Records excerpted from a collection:
<<<<

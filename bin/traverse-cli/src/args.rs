use std::path::PathBuf;

use argh::FromArgs;

#[derive(Debug, FromArgs)]
#[argh(description = "traverse: cross-chain deposit-claim reconciliation")]
pub struct TopLevel {
    #[argh(option, short = 'c', description = "path to configuration")]
    pub config: PathBuf,

    #[argh(subcommand)]
    pub cmd: Command,
}

#[derive(Debug, FromArgs)]
#[argh(subcommand)]
pub enum Command {
    Transfer(TransferArgs),
    Balance(BalanceArgs),
}

/// Bridge an asset to the destination chain and reconcile it to a
/// confirmed claim.
#[derive(Debug, FromArgs)]
#[argh(subcommand, name = "transfer")]
pub struct TransferArgs {
    #[argh(
        option,
        description = "token contract address; defaults to the native asset"
    )]
    pub token: Option<String>,

    #[argh(option, description = "amount to bridge, in base units")]
    pub amount: String,

    #[argh(option, description = "destination address; defaults to the sender")]
    pub dest: Option<String>,
}

/// Print the sender's balance on both chains.
#[derive(Debug, FromArgs)]
#[argh(subcommand, name = "balance")]
pub struct BalanceArgs {
    #[argh(option, description = "address to query; defaults to the sender")]
    pub address: Option<String>,
}
use alloy_primitives::B256;

use crate::errors::ProofError;

/// Depth of both exit trees. The destination verifier expects sibling
/// arrays of exactly this length, with unused trailing slots zeroed.
pub const TREE_DEPTH: usize = 32;

/// Fixed-depth sibling-hash path, index 0 closest to the leaf.
pub type MerklePath = [B256; TREE_DEPTH];

/// Evidence required by the destination chain's verifier to accept a manual
/// claim: sibling paths for the local exit tree and the rollup exit tree,
/// plus the global exit root pair they must verify against.
///
/// Exit roots advance as the bridge processes transfers, so a proof is only
/// valid against the roots fetched alongside it. Fetch fresh per claim
/// attempt; never reuse across attempts.
#[derive(Debug, Clone, PartialEq, Eq)]
pub struct ClaimProof {
    pub local_path: MerklePath,
    pub rollup_path: MerklePath,
    pub main_exit_root: B256,
    pub rollup_exit_root: B256,
}

impl ClaimProof {
    /// Builds a proof from the indexer's hex-string representation of both
    /// paths and the exit root pair reported with them.
    pub fn from_parts(
        local: &[String],
        rollup: &[String],
        main_exit_root: B256,
        rollup_exit_root: B256,
    ) -> Result<Self, ProofError> {
        Ok(Self {
            local_path: convert_proof(local)?,
            rollup_path: convert_proof(rollup)?,
            main_exit_root,
            rollup_exit_root,
        })
    }
}

/// Converts an ordered list of hex hash strings into the fixed-depth
/// sibling array. Entries are placed in input order starting at index 0;
/// trailing slots stay the zero hash. Inputs longer than [`TREE_DEPTH`] are
/// rejected rather than truncated.
pub fn convert_proof(entries: &[String]) -> Result<MerklePath, ProofError> {
    if entries.len() > TREE_DEPTH {
        return Err(ProofError::TooDeep(entries.len()));
    }

    let mut path = [B256::ZERO; TREE_DEPTH];
    for (i, entry) in entries.iter().enumerate() {
        path[i] = parse_hash(entry).ok_or_else(|| ProofError::MalformedEntry {
            index: i,
            entry: entry.clone(),
        })?;
    }
    Ok(path)
}

/// Strict 32-byte hex parse, `0x` prefix optional.
fn parse_hash(s: &str) -> Option<B256> {
    let digits = s.strip_prefix("0x").unwrap_or(s);
    let mut buf = [0u8; 32];
    hex::decode_to_slice(digits, &mut buf).ok()?;
    Some(B256::from(buf))
}

#[cfg(test)]
mod tests {
    use super::*;

    fn hash_strings(n: usize) -> Vec<String> {
        (0..n)
            .map(|i| format!("0x{:064x}", i as u128 + 0xa1))
            .collect()
    }

    #[test]
    fn converts_in_order_and_zero_fills() {
        let input = hash_strings(5);
        let path = convert_proof(&input).unwrap();

        assert_eq!(path.len(), TREE_DEPTH);
        for (i, entry) in input.iter().enumerate() {
            assert_eq!(path[i], entry.parse::<B256>().unwrap());
        }
        for slot in &path[input.len()..] {
            assert_eq!(*slot, B256::ZERO, "trailing slots must stay zeroed");
        }
    }

    #[test]
    fn empty_input_is_all_zero() {
        let path = convert_proof(&[]).unwrap();
        assert!(path.iter().all(|h| *h == B256::ZERO));
    }

    #[test]
    fn full_depth_input_fills_every_slot() {
        let input = hash_strings(TREE_DEPTH);
        let path = convert_proof(&input).unwrap();
        assert_eq!(
            path[TREE_DEPTH - 1],
            input[TREE_DEPTH - 1].parse::<B256>().unwrap()
        );
    }

    #[test]
    fn rejects_deeper_than_tree() {
        let input = hash_strings(TREE_DEPTH + 1);
        assert_eq!(
            convert_proof(&input),
            Err(ProofError::TooDeep(TREE_DEPTH + 1))
        );
    }

    #[test]
    fn rejects_malformed_entry() {
        let mut input = hash_strings(3);
        input[1] = "0xnot-hex".to_owned();
        match convert_proof(&input) {
            Err(ProofError::MalformedEntry { index: 1, .. }) => {}
            other => panic!("expected malformed entry at index 1, got {other:?}"),
        }
    }

    #[test]
    fn rejects_short_hash() {
        // 31 bytes of hex is not a hash, even though it decodes.
        let input = vec![format!("0x{}", "ab".repeat(31))];
        assert!(matches!(
            convert_proof(&input),
            Err(ProofError::MalformedEntry { index: 0, .. })
        ));
    }

    #[test]
    fn prefix_is_optional() {
        let bare = vec!["cd".repeat(32)];
        let prefixed = vec![format!("0x{}", "cd".repeat(32))];
        assert_eq!(convert_proof(&bare), convert_proof(&prefixed));
    }
}
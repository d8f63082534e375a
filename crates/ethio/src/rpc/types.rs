use alloy::primitives::{Address, Bytes, B256, U256};
use traverse_proof::ClaimProof;

/// A mined transaction receipt, reduced to what callers here need.
#[derive(Debug, Clone, PartialEq, Eq)]
pub struct TxReceipt {
    pub txid: B256,
    pub block_number: Option<u64>,
    /// Execution status: `true` for success, `false` for revert.
    pub success: bool,
}

/// Everything needed to submit a deposit on the origin chain.
#[derive(Debug, Clone)]
pub struct TransferSpec {
    /// Token to bridge; the zero address bridges the native asset.
    pub token: Address,
    pub amount: U256,
    pub dest_network: u32,
    pub dest_address: Address,
    /// Opaque metadata forwarded with the transfer.
    pub metadata: Bytes,
}

/// Arguments of the destination bridge's claim entry point.
#[derive(Debug, Clone)]
pub struct ClaimParams {
    pub proof: ClaimProof,
    pub deposit_cnt: u64,
    pub origin_network: u32,
    pub origin_token: Address,
    pub dest_network: u32,
    pub dest_address: Address,
    pub amount: U256,
    pub metadata: Bytes,
}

>>>>

DIRECTIONS: Go through the records above and copy each one exactly.

TASK SOLUTION:
filename bin/traverse-cli/src/args.rs
use std::path::PathBuf;

use argh::FromArgs;

#[derive(Debug, FromArgs)]
#[argh(description = "traverse: cross-chain deposit-claim reconciliation")]
pub struct TopLevel {
    #[argh(option, short = 'c', description = "path to configuration")]
    pub config: PathBuf,

    #[argh(subcommand)]
    pub cmd: Command,
}

#[derive(Debug, FromArgs)]
#[argh(subcommand)]
pub enum Command {
    Transfer(TransferArgs),
    Balance(BalanceArgs),
}

/// Bridge an asset to the destination chain and reconcile it to a
/// confirmed claim.
#[derive(Debug, FromArgs)]
#[argh(subcommand, name = "transfer")]
pub struct TransferArgs {
    #[argh(
        option,
        description = "token contract address; defaults to the native asset"
    )]
    pub token: Option<String>,

    #[argh(option, description = "amount to bridge, in base units")]
    pub amount: String,

    #[argh(option, description = "destination address; defaults to the sender")]
    pub dest: Option<String>,
}

/// Print the sender's balance on both chains.
#[derive(Debug, FromArgs)]
#[argh(subcommand, name = "balance")]
pub struct BalanceArgs {
    #[argh(option, description = "address to query; defaults to the sender")]
    pub address: Option<String>,
}
use alloy_primitives::B256;

use crate::errors::ProofError;

/// Depth of both exit trees. The destination verifier expects sibling
/// arrays of exactly this length, with unused trailing slots zeroed.
pub const TREE_DEPTH: usize = 32;

/// Fixed-depth sibling-hash path, index 0 closest to the leaf.
pub type MerklePath = [B256; TREE_DEPTH];

/// Evidence required by the destination chain's verifier to accept a manual
/// claim: sibling paths for the local exit tree and the rollup exit tree,
/// plus the global exit root pair they must verify against.
///
/// Exit roots advance as the bridge processes transfers, so a proof is only
/// valid against the roots fetched alongside it. Fetch fresh per claim
/// attempt; never reuse across attempts.
#[derive(Debug, Clone, PartialEq, Eq)]
pub struct ClaimProof {
    pub local_path: MerklePath,
    pub rollup_path: MerklePath,
    pub main_exit_root: B256,
    pub rollup_exit_root: B256,
}

impl ClaimProof {
    /// Builds a proof from the indexer's hex-string representation of both
    /// paths and the exit root pair reported with them.
    pub fn from_parts(
        local: &[String],
        rollup: &[String],
        main_exit_root: B256,
        rollup_exit_root: B256,
    ) -> Result<Self, ProofError> {
        Ok(Self {
            local_path: convert_proof(local)?,
            rollup_path: convert_proof(rollup)?,
            main_exit_root,
            rollup_exit_root,
        })
    }
}

/// Converts an ordered list of hex hash strings into the fixed-depth
/// sibling array. Entries are placed in input order starting at index 0;
/// trailing slots stay the zero hash. Inputs longer than [`TREE_DEPTH`] are
/// rejected rather than truncated.
pub fn convert_proof(entries: &[String]) -> Result<MerklePath, ProofError> {
    if entries.len() > TREE_DEPTH {
        return Err(ProofError::TooDeep(entries.len()));
    }

    let mut path = [B256::ZERO; TREE_DEPTH];
    for (i, entry) in entries.iter().enumerate() {
        path[i] = parse_hash(entry).ok_or_else(|| ProofError::MalformedEntry {
            index: i,
            entry: entry.clone(),
        })?;
    }
    Ok(path)
}

/// Strict 32-byte hex parse, `0x` prefix optional.
fn parse_hash(s: &str) -> Option<B256> {
    let digits = s.strip_prefix("0x").unwrap_or(s);
    let mut buf = [0u8; 32];
    hex::decode_to_slice(digits, &mut buf).ok()?;
    Some(B256::from(buf))
}

#[cfg(test)]
mod tests {
    use super::*;

    fn hash_strings(n: usize) -> Vec<String> {
        (0..n)
            .map(|i| format!("0x{:064x}", i as u128 + 0xa1))
            .collect()
    }

    #[test]
    fn converts_in_order_and_zero_fills() {
        let input = hash_strings(5);
        let path = convert_proof(&input).unwrap();

        assert_eq!(path.len(), TREE_DEPTH);
        for (i, entry) in input.iter().enumerate() {
            assert_eq!(path[i], entry.parse::<B256>().unwrap());
        }
        for slot in &path[input.len()..] {
            assert_eq!(*slot, B256::ZERO, "trailing slots must stay zeroed");
        }
    }

    #[test]
    fn empty_input_is_all_zero() {
        let path = convert_proof(&[]).unwrap();
        assert!(path.iter().all(|h| *h == B256::ZERO));
    }

    #[test]
    fn full_depth_input_fills_every_slot() {
        let input = hash_strings(TREE_DEPTH);
        let path = convert_proof(&input).unwrap();
        assert_eq!(
            path[TREE_DEPTH - 1],
            input[TREE_DEPTH - 1].parse::<B256>().unwrap()
        );
    }

    #[test]
    fn rejects_deeper_than_tree() {
        let input = hash_strings(TREE_DEPTH + 1);
        assert_eq!(
            convert_proof(&input),
            Err(ProofError::TooDeep(TREE_DEPTH + 1))
        );
    }

    #[test]
    fn rejects_malformed_entry() {
        let mut input = hash_strings(3);
        input[1] = "0xnot-hex".to_owned();
        match convert_proof(&input) {
            Err(ProofError::MalformedEntry { index: 1, .. }) => {}
            other => panic!("expected malformed entry at index 1, got {other:?}"),
        }
    }

    #[test]
    fn rejects_short_hash() {
        // 31 bytes of hex is not a hash, even though it decodes.
        let input = vec![format!("0x{}", "ab".repeat(31))];
        assert!(matches!(
            convert_proof(&input),
            Err(ProofError::MalformedEntry { index: 0, .. })
        ));
    }

    #[test]
    fn prefix_is_optional() {
        let bare = vec!["cd".repeat(32)];
        let prefixed = vec![format!("0x{}", "cd".repeat(32))];
        assert_eq!(convert_proof(&bare), convert_proof(&prefixed));
    }
}
repository d8f63082534e375a
filename crates/ethio/src/rpc/types.rs
use alloy::primitives::{Address, Bytes, B256, U256};
use traverse_proof::ClaimProof;

/// A mined transaction receipt, reduced to what callers here need.
#[derive(Debug, Clone, PartialEq, Eq)]
pub struct TxReceipt {
    pub txid: B256,
    pub block_number: Option<u64>,
    /// Execution status: `true` for success, `false` for revert.
    pub success: bool,
}

/// Everything needed to submit a deposit on the origin chain.
#[derive(Debug, Clone)]
pub struct TransferSpec {
    /// Token to bridge; the zero address bridges the native asset.
    pub token: Address,
    pub amount: U256,
    pub dest_network: u32,
    pub dest_address: Address,
    /// Opaque metadata forwarded with the transfer.
    pub metadata: Bytes,
}

/// Arguments of the destination bridge's claim entry point.
#[derive(Debug, Clone)]
pub struct ClaimParams {
    pub proof: ClaimProof,
    pub deposit_cnt: u64,
    pub origin_network: u32,
    pub origin_token: Address,
    pub dest_network: u32,
    pub dest_address: Address,
    pub amount: U256,
    pub metadata: Bytes,
}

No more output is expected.